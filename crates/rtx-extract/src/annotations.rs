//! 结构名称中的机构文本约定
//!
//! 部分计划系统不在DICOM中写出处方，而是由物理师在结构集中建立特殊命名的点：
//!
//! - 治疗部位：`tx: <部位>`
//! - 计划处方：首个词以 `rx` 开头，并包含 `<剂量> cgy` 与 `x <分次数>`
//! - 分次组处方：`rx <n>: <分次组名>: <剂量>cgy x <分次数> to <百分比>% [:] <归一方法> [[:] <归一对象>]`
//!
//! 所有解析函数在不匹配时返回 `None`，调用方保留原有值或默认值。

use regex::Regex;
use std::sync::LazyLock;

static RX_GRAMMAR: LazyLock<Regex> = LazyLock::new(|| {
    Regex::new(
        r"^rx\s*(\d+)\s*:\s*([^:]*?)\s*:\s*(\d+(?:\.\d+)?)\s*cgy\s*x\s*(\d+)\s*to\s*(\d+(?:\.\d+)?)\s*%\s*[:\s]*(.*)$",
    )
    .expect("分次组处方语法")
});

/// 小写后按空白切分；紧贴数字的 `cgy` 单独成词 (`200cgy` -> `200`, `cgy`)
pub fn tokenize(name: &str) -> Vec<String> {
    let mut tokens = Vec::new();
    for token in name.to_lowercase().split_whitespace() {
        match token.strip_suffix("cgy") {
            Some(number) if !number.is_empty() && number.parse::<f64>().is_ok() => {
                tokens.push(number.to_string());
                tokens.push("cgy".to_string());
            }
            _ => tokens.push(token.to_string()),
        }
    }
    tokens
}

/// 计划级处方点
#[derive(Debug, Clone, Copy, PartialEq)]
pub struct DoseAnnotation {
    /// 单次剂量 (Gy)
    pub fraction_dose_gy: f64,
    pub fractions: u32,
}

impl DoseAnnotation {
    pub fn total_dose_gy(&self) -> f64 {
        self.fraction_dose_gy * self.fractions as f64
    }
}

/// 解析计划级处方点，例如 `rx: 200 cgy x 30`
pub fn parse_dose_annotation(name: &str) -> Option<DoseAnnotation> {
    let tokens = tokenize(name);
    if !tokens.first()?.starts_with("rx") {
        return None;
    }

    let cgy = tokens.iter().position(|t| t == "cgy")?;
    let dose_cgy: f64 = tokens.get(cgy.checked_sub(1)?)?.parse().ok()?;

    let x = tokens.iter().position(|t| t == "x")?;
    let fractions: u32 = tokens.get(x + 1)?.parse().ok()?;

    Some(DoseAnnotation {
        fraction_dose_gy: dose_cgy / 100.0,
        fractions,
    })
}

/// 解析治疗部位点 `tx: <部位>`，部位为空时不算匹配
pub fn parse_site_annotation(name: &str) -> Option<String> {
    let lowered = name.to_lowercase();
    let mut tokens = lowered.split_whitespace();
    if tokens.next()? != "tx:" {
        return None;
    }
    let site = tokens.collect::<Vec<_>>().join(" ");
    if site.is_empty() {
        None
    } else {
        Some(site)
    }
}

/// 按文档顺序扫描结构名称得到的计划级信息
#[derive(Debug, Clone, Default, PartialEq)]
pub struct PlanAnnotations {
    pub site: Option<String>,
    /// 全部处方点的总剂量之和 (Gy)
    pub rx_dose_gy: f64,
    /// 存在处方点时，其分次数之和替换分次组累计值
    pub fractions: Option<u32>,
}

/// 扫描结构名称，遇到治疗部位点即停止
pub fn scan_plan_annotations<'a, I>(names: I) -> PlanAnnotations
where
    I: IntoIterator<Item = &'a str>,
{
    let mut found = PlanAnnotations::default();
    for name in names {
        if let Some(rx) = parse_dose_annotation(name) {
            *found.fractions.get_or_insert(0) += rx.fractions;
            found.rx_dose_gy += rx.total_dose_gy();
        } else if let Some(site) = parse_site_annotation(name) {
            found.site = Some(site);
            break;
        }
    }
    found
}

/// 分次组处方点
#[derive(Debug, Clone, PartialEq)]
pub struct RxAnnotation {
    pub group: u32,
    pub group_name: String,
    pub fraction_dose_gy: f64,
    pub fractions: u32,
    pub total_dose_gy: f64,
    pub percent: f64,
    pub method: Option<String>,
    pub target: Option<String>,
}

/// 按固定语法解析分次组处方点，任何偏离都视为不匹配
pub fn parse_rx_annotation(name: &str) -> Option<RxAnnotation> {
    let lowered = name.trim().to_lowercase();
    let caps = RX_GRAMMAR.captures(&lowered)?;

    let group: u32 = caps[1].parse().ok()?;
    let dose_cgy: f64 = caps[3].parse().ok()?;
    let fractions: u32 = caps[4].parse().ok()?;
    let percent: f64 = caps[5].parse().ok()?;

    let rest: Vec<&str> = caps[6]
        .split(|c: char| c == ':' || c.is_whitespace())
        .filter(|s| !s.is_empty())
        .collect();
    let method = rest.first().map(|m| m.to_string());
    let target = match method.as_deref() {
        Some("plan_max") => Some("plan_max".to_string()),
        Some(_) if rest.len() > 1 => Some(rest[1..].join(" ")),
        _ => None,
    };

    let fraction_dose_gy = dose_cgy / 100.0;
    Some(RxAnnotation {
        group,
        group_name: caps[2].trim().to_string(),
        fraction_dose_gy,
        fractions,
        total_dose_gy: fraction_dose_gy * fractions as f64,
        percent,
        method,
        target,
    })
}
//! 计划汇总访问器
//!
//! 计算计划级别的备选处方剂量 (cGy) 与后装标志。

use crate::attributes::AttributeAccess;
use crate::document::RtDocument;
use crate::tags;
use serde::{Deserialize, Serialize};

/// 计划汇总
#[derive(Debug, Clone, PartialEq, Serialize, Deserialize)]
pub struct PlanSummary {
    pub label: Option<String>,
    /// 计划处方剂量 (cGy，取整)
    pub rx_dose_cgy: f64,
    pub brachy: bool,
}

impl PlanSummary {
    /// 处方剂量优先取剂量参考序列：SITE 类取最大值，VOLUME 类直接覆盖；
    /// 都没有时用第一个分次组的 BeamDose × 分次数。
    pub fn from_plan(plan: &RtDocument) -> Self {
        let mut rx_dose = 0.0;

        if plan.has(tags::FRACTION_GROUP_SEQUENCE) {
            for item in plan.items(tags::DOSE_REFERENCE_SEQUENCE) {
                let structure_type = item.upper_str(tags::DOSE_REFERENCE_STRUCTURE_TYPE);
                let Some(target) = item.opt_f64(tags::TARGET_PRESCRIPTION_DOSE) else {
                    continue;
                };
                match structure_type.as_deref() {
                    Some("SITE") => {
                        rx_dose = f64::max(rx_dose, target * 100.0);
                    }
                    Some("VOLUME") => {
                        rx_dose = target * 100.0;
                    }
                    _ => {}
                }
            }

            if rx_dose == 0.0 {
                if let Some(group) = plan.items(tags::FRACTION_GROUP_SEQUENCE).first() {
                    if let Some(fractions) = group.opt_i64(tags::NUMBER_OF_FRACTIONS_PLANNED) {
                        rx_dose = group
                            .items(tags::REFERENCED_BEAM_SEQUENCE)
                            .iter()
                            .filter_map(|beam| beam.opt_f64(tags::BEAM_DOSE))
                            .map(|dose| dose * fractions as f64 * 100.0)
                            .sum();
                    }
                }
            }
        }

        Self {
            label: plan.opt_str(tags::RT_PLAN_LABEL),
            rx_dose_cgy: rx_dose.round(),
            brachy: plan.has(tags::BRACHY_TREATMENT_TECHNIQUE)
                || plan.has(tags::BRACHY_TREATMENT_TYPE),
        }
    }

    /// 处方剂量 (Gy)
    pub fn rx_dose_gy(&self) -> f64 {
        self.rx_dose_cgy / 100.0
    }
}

* [WORK REQUIRED] Wherever a line of the data above contains "Option", copy that line.

* [EXERCISE OUTPUT]
pub fn parse_dose_annotation(name: &str) -> Option<DoseAnnotation> {
pub fn parse_site_annotation(name: &str) -> Option<String> {
    pub site: Option<String>,
    pub fractions: Option<u32>,
    pub method: Option<String>,
    pub target: Option<String>,
pub fn parse_rx_annotation(name: &str) -> Option<RxAnnotation> {
    pub label: Option<String>,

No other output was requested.